[Source data]
=== Begin Enclosure ===
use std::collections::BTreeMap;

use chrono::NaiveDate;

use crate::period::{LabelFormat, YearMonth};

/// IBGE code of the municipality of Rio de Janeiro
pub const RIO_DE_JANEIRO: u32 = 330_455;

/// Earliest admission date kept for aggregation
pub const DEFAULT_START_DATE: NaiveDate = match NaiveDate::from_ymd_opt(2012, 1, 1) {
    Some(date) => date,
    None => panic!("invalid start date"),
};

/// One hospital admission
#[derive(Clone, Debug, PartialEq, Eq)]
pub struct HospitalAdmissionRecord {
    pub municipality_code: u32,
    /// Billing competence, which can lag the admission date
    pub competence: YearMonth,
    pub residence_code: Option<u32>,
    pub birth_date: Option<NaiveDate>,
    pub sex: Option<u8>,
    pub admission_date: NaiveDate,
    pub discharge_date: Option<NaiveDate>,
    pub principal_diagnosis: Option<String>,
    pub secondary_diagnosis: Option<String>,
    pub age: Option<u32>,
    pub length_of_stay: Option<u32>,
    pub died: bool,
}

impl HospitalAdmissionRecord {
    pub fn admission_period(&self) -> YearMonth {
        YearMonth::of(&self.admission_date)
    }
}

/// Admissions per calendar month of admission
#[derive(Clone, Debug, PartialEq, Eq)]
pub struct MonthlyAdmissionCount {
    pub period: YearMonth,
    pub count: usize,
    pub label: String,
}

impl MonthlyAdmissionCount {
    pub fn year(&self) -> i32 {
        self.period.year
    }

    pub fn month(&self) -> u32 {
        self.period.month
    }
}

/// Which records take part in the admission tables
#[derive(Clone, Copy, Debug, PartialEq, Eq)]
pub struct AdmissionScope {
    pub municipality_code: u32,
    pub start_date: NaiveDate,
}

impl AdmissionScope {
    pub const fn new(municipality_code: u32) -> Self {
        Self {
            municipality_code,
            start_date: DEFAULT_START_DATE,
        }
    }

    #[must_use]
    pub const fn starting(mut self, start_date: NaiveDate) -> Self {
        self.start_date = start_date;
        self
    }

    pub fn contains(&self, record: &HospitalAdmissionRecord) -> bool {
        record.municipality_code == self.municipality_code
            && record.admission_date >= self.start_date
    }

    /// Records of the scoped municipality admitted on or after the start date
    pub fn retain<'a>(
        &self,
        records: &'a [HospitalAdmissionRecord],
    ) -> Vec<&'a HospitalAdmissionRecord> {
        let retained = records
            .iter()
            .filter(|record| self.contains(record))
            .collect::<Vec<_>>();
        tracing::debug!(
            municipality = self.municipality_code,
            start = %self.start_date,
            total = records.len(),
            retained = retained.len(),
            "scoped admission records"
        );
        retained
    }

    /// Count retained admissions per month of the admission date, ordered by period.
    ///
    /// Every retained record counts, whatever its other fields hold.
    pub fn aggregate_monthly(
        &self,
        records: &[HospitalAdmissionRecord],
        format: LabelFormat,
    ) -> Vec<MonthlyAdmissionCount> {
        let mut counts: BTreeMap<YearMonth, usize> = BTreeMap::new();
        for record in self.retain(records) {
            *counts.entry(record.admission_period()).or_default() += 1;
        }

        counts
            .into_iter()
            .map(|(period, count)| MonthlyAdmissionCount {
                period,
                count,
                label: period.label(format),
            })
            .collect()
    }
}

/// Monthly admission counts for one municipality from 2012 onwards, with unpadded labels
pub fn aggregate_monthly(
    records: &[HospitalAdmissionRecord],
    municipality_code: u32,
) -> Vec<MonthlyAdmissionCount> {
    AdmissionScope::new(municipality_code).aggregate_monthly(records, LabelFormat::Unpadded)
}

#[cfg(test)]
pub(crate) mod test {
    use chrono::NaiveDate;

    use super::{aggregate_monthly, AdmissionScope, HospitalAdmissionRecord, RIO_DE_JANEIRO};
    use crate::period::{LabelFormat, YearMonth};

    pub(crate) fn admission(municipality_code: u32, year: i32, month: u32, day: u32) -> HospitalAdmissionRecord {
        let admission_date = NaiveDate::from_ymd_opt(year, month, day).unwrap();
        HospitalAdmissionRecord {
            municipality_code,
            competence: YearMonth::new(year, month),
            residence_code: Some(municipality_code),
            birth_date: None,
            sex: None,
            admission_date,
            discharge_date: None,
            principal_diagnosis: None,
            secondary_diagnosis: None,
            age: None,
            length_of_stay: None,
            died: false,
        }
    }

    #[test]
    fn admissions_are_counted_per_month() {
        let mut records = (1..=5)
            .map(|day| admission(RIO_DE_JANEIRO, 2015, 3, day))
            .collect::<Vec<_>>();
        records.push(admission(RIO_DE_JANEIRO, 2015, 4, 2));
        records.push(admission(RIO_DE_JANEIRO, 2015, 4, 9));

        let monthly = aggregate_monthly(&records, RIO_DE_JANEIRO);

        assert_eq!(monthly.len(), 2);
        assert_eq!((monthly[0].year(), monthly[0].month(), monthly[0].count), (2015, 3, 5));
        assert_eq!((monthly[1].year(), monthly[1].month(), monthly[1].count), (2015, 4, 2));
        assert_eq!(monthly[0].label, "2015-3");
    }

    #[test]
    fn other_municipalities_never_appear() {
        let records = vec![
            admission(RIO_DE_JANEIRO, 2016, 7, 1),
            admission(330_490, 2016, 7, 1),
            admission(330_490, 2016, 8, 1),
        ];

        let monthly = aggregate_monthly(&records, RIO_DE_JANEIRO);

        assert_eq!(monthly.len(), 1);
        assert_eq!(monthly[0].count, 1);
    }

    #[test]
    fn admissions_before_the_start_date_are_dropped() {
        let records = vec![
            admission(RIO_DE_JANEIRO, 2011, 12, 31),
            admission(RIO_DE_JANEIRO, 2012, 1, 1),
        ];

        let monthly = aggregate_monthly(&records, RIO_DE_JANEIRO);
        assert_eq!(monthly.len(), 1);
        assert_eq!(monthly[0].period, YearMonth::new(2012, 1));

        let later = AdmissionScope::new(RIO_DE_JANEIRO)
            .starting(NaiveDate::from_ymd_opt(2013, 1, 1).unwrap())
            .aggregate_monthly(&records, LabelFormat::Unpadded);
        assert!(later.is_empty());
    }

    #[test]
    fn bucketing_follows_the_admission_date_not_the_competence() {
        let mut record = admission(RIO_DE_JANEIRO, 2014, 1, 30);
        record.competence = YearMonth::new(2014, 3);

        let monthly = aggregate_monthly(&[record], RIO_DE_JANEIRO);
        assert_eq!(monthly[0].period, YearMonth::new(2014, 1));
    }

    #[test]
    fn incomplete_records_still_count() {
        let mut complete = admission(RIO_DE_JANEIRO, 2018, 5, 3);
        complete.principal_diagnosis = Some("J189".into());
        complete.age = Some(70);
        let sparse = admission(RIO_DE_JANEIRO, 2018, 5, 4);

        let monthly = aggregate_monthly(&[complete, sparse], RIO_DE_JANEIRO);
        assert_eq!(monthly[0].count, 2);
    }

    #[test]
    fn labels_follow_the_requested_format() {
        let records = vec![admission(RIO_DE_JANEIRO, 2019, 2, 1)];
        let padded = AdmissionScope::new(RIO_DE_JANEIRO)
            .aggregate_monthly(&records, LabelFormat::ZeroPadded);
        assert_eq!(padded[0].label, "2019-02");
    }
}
=== End Enclosure ===
■ Your instructions
Using the entries above, work out the number of lines that hold the word "HospitalAdmissionRecord" and write it with no other words.

■ Task answer
10